RADARPANGANDARAN.COM – Rem mobil modern kini memakai teknologi elektronik seperti rem ABS optimal dan perawatan EBD BA untuk menjaga keselamatan berkendara.
Sistem pengereman ini membantu mobil tetap stabil, mencegah roda terkunci, dan memberi bantuan saat rem mendadak.
Namun kinerjanya bisa terganggu jika sensor ABS kotor, kabel rusak, atau cairan rem mulai menurun.
Karena itu penting memahami cara kerja sistem pengereman serta melakukan perawatan ringan secara rutin.
Dengan begitu keamanan mobil tetap maksimal di berbagai kondisi jalan.
Fungsi Utama Sistem Pengereman ABS, EBD, dan BA
Rem ABS bekerja mencegah roda mengunci saat pengereman keras.

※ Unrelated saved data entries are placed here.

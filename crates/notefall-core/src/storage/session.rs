use std::fs;
use std::io::Write;
use std::path::{Path, PathBuf};

use chrono::{DateTime, Local};
use tracing::info;

use super::{ExportFormat, PlayRecord};
use crate::error::Result;

/// Dated result log, one file per program run
pub struct SessionLog {
    base_dir: PathBuf,
    format: Box<dyn ExportFormat>,
    current_session: Option<PathBuf>,
}

impl SessionLog {
    pub fn new<P: AsRef<Path>>(base_dir: P, format: Box<dyn ExportFormat>) -> Self {
        Self {
            base_dir: base_dir.as_ref().to_path_buf(),
            format,
            current_session: None,
        }
    }

    /// Create `<base>/YYYY-MM-DD/session_HHMMSS.<ext>` and write the header.
    pub fn start_session(&mut self) -> Result<PathBuf> {
        let now: DateTime<Local> = Local::now();
        let session_dir = self.base_dir.join(now.format("%Y-%m-%d").to_string());
        fs::create_dir_all(&session_dir)?;

        let session_file = session_dir.join(format!(
            "session_{}.{}",
            now.format("%H%M%S"),
            self.format.extension()
        ));
        self.current_session = Some(session_file.clone());

        if let Some(header) = self.format.header() {
            self.append_line(&header)?;
        }
        info!("Session log: {}", session_file.display());

        Ok(session_file)
    }

    /// Append a record. Does nothing before `start_session`.
    pub fn append(&self, record: &PlayRecord) -> Result<()> {
        self.append_line(&self.format.format_row(record))
    }

    fn append_line(&self, line: &str) -> Result<()> {
        if let Some(ref path) = self.current_session {
            let mut file = fs::OpenOptions::new()
                .create(true)
                .append(true)
                .open(path)?;
            writeln!(file, "{}", line)?;
        }
        Ok(())
    }

    pub fn current_session_path(&self) -> Option<&Path> {
        self.current_session.as_deref()
    }
}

Teknologi ini menjaga grip ban agar mobil tetap bisa dikendalikan.
Menurut Honda Indonesia, ABS menjaga mobil tetap stabil saat pengereman darurat.
EBD punya peran berbeda namun saling terhubung.
Mengutip dari Mitsubishi Motors Indonesia, EBD membantu membagi gaya pengereman sesuai beban tiap roda.
Dengan distribusi yang tepat, jarak pengereman bisa lebih pendek dan stabil.
Selain itu ada fitur BA atau Brake Assist.
BA memberikan tambahan tekanan rem saat pengemudi menghentikan mobil secara mendadak.
Toyota Astra menjelaskan BA mendeteksi respon kaki pengemudi dan menambah tenaga rem otomatis.
Ketiga sistem ini bekerja bersama lewat modul elektronik dan sensor kecepatan roda.
Wuling Indonesia menyebutkan bahwa sensor wheel speed adalah komponen penting dalam sistem ABS.
Jika satu sensor bermasalah, kinerja ketiga fitur tersebut bisa ikut terganggu.
Gejala Sensor ABS Kotor dan Cara Perawatan Dasar
Masalah yang sering muncul ada pada sensor ABS kotor.